WORK ORDER
Each line below with the word "result" needs to be copied.

DATA
#[cfg(test)]
mod tests {
    use pretty_assertions::assert_eq;
    use rust_decimal_macros::dec;

    use super::*;

    async fn setup_test_db() -> SqliteRepository {
        let repo = SqliteRepository::new("sqlite::memory:")
            .await
            .expect("Failed to create in-memory database");
        repo.run_migrations()
            .await
            .expect("Failed to run migrations");
        repo
    }

    fn new_taxpayer(email: &str) -> NewTaxpayer {
        NewTaxpayer {
            first_name: "John".to_string(),
            last_name: "Doe".to_string(),
            email: email.to_string(),
            phone: Some("+353 1 555 0100".to_string()),
            address: None,
            dob: NaiveDate::from_ymd_opt(1990, 4, 1),
            occupation: Some("Engineer".to_string()),
            annual_income: dec!(50000.50),
        }
    }

    fn new_assessment(
        payer_id: &str,
        year: i32,
    ) -> NewAssessment {
        NewAssessment {
            payer_id: payer_id.to_string(),
            year,
            input: AssessmentInput {
                declared_income: dec!(50000),
                other_income: dec!(10000),
                pension_relief: dec!(5000),
            },
            figures: AssessmentFigures {
                total_income: dec!(60000),
                consolidated_relief: dec!(12000.00),
                allowable_deduction: dec!(0.00),
                taxable: dec!(43000.00),
                tax_due: dec!(9840.00),
            },
        }
    }

    #[tokio::test]
    async fn test_create_and_get_taxpayer() {
        let repo = setup_test_db().await;

        let created = repo
            .create_taxpayer(new_taxpayer("john@test.com"))
            .await
            .expect("Should create taxpayer");

        assert!(ids::is_payer_id(&created.payer_id));
        assert!(created.payer_id.ends_with("-0001"));
        assert_eq!(created.annual_income, dec!(50000.50));
        assert_eq!(created.dob, NaiveDate::from_ymd_opt(1990, 4, 1));
        assert_eq!(created.address, None);

        let fetched = repo
            .get_taxpayer(&created.payer_id)
            .await
            .expect("Should fetch taxpayer");
        assert_eq!(fetched, created);
    }

    #[tokio::test]
    async fn test_payer_ids_never_repeat() {
        let repo = setup_test_db().await;

        let first = repo.create_taxpayer(new_taxpayer("a@test.com")).await.unwrap();
        repo.delete_taxpayer(&first.payer_id).await.unwrap();
        let second = repo.create_taxpayer(new_taxpayer("b@test.com")).await.unwrap();

        assert_ne!(first.payer_id, second.payer_id);
        assert!(second.payer_id.ends_with("-0002"));
    }

    #[tokio::test]
    async fn test_get_taxpayer_not_found() {
        let repo = setup_test_db().await;

        let result = repo.get_taxpayer("P-202501-0001").await;

        assert_eq!(result, Err(RepositoryError::NotFound));
    }

    #[tokio::test]
    async fn test_duplicate_email_is_conflict() {
        let repo = setup_test_db().await;
        repo.create_taxpayer(new_taxpayer("john@test.com")).await.unwrap();

        let result = repo.create_taxpayer(new_taxpayer("john@test.com")).await;

        assert!(matches!(result, Err(RepositoryError::Conflict(_))));
        assert_eq!(repo.list_taxpayers().await.unwrap().len(), 1);
    }

    #[tokio::test]
    async fn test_find_taxpayer_by_email() {
        let repo = setup_test_db().await;
        let created = repo.create_taxpayer(new_taxpayer("john@test.com")).await.unwrap();

        let found = repo.find_taxpayer_by_email("john@test.com").await.unwrap();
        let missing = repo.find_taxpayer_by_email("jane@test.com").await.unwrap();

        assert_eq!(found, Some(created));
        assert_eq!(missing, None);
    }

    #[tokio::test]
    async fn test_update_taxpayer_keeps_created_at() {
        let repo = setup_test_db().await;
        let created = repo.create_taxpayer(new_taxpayer("john@test.com")).await.unwrap();

        let mut changed = created.clone();
        changed.first_name = "Johnny".to_string();
        changed.annual_income = dec!(65000);
        changed.created_at = Utc::now();
        let updated = repo.update_taxpayer(&changed).await.unwrap();

        assert_eq!(updated.first_name, "Johnny");
        assert_eq!(updated.annual_income, dec!(65000));
        assert_eq!(updated.created_at, created.created_at);
        assert!(updated.updated_at >= created.updated_at);
    }

    #[tokio::test]
    async fn test_update_taxpayer_not_found() {
        let repo = setup_test_db().await;
        let mut ghost = repo.create_taxpayer(new_taxpayer("john@test.com")).await.unwrap();
        ghost.payer_id = "P-202501-9999".to_string();

        let result = repo.update_taxpayer(&ghost).await;

        assert_eq!(result, Err(RepositoryError::NotFound));
    }

    #[tokio::test]
    async fn test_delete_taxpayer_cascades_to_assessments() {
        let repo = setup_test_db().await;
        let payer = repo.create_taxpayer(new_taxpayer("john@test.com")).await.unwrap();
        let assessment = repo
            .create_assessment(new_assessment(&payer.payer_id, 2025))
            .await
            .unwrap();

        repo.delete_taxpayer(&payer.payer_id).await.unwrap();

        assert_eq!(
            repo.get_assessment(&assessment.assessment_id).await,
            Err(RepositoryError::NotFound)
        );
        assert_eq!(
            repo.delete_taxpayer(&payer.payer_id).await,
            Err(RepositoryError::NotFound)
        );
    }

    #[tokio::test]
    async fn test_create_and_get_assessment() {
        let repo = setup_test_db().await;
        let payer = repo.create_taxpayer(new_taxpayer("john@test.com")).await.unwrap();

        let created = repo
            .create_assessment(new_assessment(&payer.payer_id, 2025))
            .await
            .expect("Should create assessment");

        assert_eq!(created.assessment_id, "A-2025-0001");
        assert_eq!(created.figures.tax_due, dec!(9840.00));
        assert_eq!(created.figures.tax_due.to_string(), "9840.00");
        assert_eq!(created.input.other_income, dec!(10000));

        let fetched = repo.get_assessment("A-2025-0001").await.unwrap();
        assert_eq!(fetched, created);
    }

    #[tokio::test]
    async fn test_assessment_for_unknown_payer_is_conflict() {
        let repo = setup_test_db().await;

        let result = repo
            .create_assessment(new_assessment("P-202501-0001", 2025))
            .await;

        assert!(matches!(result, Err(RepositoryError::Conflict(_))));
    }

    #[tokio::test]
    async fn test_update_assessment() {
        let repo = setup_test_db().await;
        let payer = repo.create_taxpayer(new_taxpayer("john@test.com")).await.unwrap();
        let created = repo
            .create_assessment(new_assessment(&payer.payer_id, 2025))
            .await
            .unwrap();

        let mut changed = created.clone();
        changed.year = 2024;
        changed.figures.tax_due = dec!(100.00);
        let updated = repo.update_assessment(&changed).await.unwrap();

        assert_eq!(updated.assessment_id, created.assessment_id);
        assert_eq!(updated.year, 2024);
        assert_eq!(updated.figures.tax_due, dec!(100.00));
        assert_eq!(updated.created_at, created.created_at);
    }

    #[tokio::test]
    async fn test_update_assessment_not_found() {
        let repo = setup_test_db().await;
        let payer = repo.create_taxpayer(new_taxpayer("john@test.com")).await.unwrap();
        let mut ghost = repo
            .create_assessment(new_assessment(&payer.payer_id, 2025))
            .await
            .unwrap();
        ghost.assessment_id = "A-2025-9999".to_string();

        assert_eq!(
            repo.update_assessment(&ghost).await,
            Err(RepositoryError::NotFound)
        );
    }

    #[tokio::test]
    async fn test_delete_assessment() {
        let repo = setup_test_db().await;
        let payer = repo.create_taxpayer(new_taxpayer("john@test.com")).await.unwrap();
        let created = repo
            .create_assessment(new_assessment(&payer.payer_id, 2025))
            .await
            .unwrap();

        repo.delete_assessment(&created.assessment_id)
            .await
            .expect("Should delete assessment");

        assert_eq!(
            repo.delete_assessment(&created.assessment_id).await,
            Err(RepositoryError::NotFound)
        );
    }

    #[tokio::test]
    async fn test_list_assessments_with_filters() {
        let repo = setup_test_db().await;
        let john = repo.create_taxpayer(new_taxpayer("john@test.com")).await.unwrap();
        let jane = repo.create_taxpayer(new_taxpayer("jane@test.com")).await.unwrap();
        repo.create_assessment(new_assessment(&john.payer_id, 2024)).await.unwrap();
        repo.create_assessment(new_assessment(&john.payer_id, 2025)).await.unwrap();
        repo.create_assessment(new_assessment(&jane.payer_id, 2025)).await.unwrap();

        let all = repo.list_assessments(&AssessmentFilter::default()).await.unwrap();
        let johns = repo
            .list_assessments(&AssessmentFilter {
                payer_id: Some(john.payer_id.clone()),
                year: None,
            })
            .await
            .unwrap();
        let year_2025 = repo
            .list_assessments(&AssessmentFilter {
                payer_id: None,
                year: Some(2025),
            })
            .await
            .unwrap();
        let johns_2024 = repo
            .list_assessments(&AssessmentFilter {
                payer_id: Some(john.payer_id.clone()),
                year: Some(2024),
            })
            .await
            .unwrap();

        assert_eq!(all.len(), 3);
        assert_eq!(all[0].assessment_id, "A-2025-0003");
        assert_eq!(johns.len(), 2);
        assert_eq!(year_2025.len(), 2);
        assert_eq!(johns_2024.len(), 1);
        assert_eq!(johns_2024[0].assessment_id, "A-2024-0001");
    }

    #[tokio::test]
    async fn test_list_taxpayers_newest_first() {
        let repo = setup_test_db().await;
        let first = repo.create_taxpayer(new_taxpayer("a@test.com")).await.unwrap();
        let second = repo.create_taxpayer(new_taxpayer("b@test.com")).await.unwrap();

        let listed = repo.list_taxpayers().await.unwrap();

        assert_eq!(listed, vec![second, first]);
    }

    #[tokio::test]
    async fn test_health_check() {
        let repo = setup_test_db().await;
        assert_eq!(repo.health_check().await, Ok(()));
    }
}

OUTPUT FOR THIS TASK
        let result = repo.get_taxpayer("P-202501-0001").await;
        assert_eq!(result, Err(RepositoryError::NotFound));
        let result = repo.create_taxpayer(new_taxpayer("john@test.com")).await;
        assert!(matches!(result, Err(RepositoryError::Conflict(_))));
        let result = repo.update_taxpayer(&ghost).await;
        assert_eq!(result, Err(RepositoryError::NotFound));
        let result = repo
        assert!(matches!(result, Err(RepositoryError::Conflict(_))));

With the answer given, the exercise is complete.